Exercise aim:
Copy out each line in the material below that has the word "tracing".

Records for this task:
╭──
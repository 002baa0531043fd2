//! REST API server module
//!
//! Provides an OpenAPI 3.x compliant REST API over the album downloader:
//! submission, status polling, artifact retrieval, and cancellation.

use crate::{AlbumDownloader, Config, Result};
use axum::{
    Router,
    http::HeaderValue,
    routing::{delete, get, post},
};
use std::sync::Arc;
use tokio::net::TcpListener;
use tower_http::cors::{AllowOrigin, Any, CorsLayer};
use utoipa::OpenApi;
use utoipa_swagger_ui::SwaggerUi;

pub mod error_response;
pub mod openapi;
pub mod routes;
pub mod state;

pub use openapi::ApiDoc;
pub use state::AppState;

/// Create the API router with all route definitions
///
/// # Routes
///
/// ## Album Jobs
/// - `POST /albums` - Submit an album, returns the job id
/// - `GET /albums/:id` - Poll job progress
/// - `GET /albums/:id/archive` - Retrieve the packaged archive (evicts the job)
/// - `DELETE /albums/:id` - Cancel a running job / discard a finished one
///
/// ## System
/// - `GET /metadata?url=` - Probe a source locator for track metadata
/// - `GET /health` - Health check
/// - `GET /openapi.json` - OpenAPI specification
/// - `GET /swagger-ui` - Interactive Swagger UI documentation (if enabled)
pub fn create_router(downloader: Arc<AlbumDownloader>, config: Arc<Config>) -> Router {
    let state = AppState::new(downloader, config.clone());

    let router = Router::new()
        // Album Jobs
        .route("/albums", post(routes::submit_album))
        .route("/albums/:id", get(routes::job_status))
        .route("/albums/:id", delete(routes::cancel_job))
        .route("/albums/:id/archive", get(routes::download_archive))
        // System
        .route("/metadata", get(routes::probe_metadata))
        .route("/health", get(routes::health_check))
        .route("/openapi.json", get(routes::openapi_spec));

    // Merge Swagger UI routes if enabled in config (before applying state)
    let router = if config.api.swagger_ui {
        router.merge(SwaggerUi::new("/swagger-ui").url("/api-docs/openapi.json", ApiDoc::openapi()))
    } else {
        router
    };

    let router = router.with_state(state);

    // Apply CORS middleware if enabled in config
    if config.api.cors_enabled {
        let cors = build_cors_layer(&config.api.cors_origins);
        router.layer(cors)
    } else {
        router
    }
}

/// Build a CORS layer based on configured origins
///
/// Allows the specified origins (or any origin for "*" / an empty list), all
/// methods, and all headers for cross-origin requests.
fn build_cors_layer(origins: &[String]) -> CorsLayer {
    let allow_any = origins.iter().any(|o| o == "*");

    if allow_any || origins.is_empty() {
        CorsLayer::new()
            .allow_origin(Any)
            .allow_methods(Any)
            .allow_headers(Any)
    } else {
        let allowed: Vec<HeaderValue> = origins.iter().filter_map(|o| o.parse().ok()).collect();

        CorsLayer::new()
            .allow_origin(AllowOrigin::list(allowed))
            .allow_methods(Any)
            .allow_headers(Any)
    }
}

/// Start the API server on the configured bind address.
///
/// Creates a TCP listener, binds it to the configured address, and serves the
/// API router until the server is shut down.
///
/// # Example
///
/// ```no_run
/// use album_dl::{AlbumDownloader, Config};
/// use std::sync::Arc;
///
/// # async fn example() -> Result<(), Box<dyn std::error::Error>> {
/// let config = Arc::new(Config::default());
/// let downloader = Arc::new(AlbumDownloader::new((*config).clone()).await?);
///
/// // Start API server (blocks until shutdown)
/// album_dl::api::start_api_server(downloader, config).await?;
/// # Ok(())
/// # }
/// ```
pub async fn start_api_server(downloader: Arc<AlbumDownloader>, config: Arc<Config>) -> Result<()> {
    let bind_address = config.api.bind_address;

    tracing::info!(address = %bind_address, "Starting API server");

    let app = create_router(downloader, config);

    let listener = TcpListener::bind(bind_address)
        .await
        .map_err(crate::error::Error::Io)?;

    tracing::info!(address = %bind_address, "API server listening");

    axum::serve(listener, app)
        .await
        .map_err(|e| crate::error::Error::ApiServerError(e.to_string()))?;

    tracing::info!("API server stopped");
    Ok(())
}

// unwrap/expect are acceptable in tests for concise failure-on-error assertions
#[allow(clippy::unwrap_used, clippy::expect_used)]
#[cfg(test)]
mod tests;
╰──
Your solution:
    tracing::info!(address = %bind_address, "Starting API server");
    tracing::info!(address = %bind_address, "API server listening");
    tracing::info!("API server stopped");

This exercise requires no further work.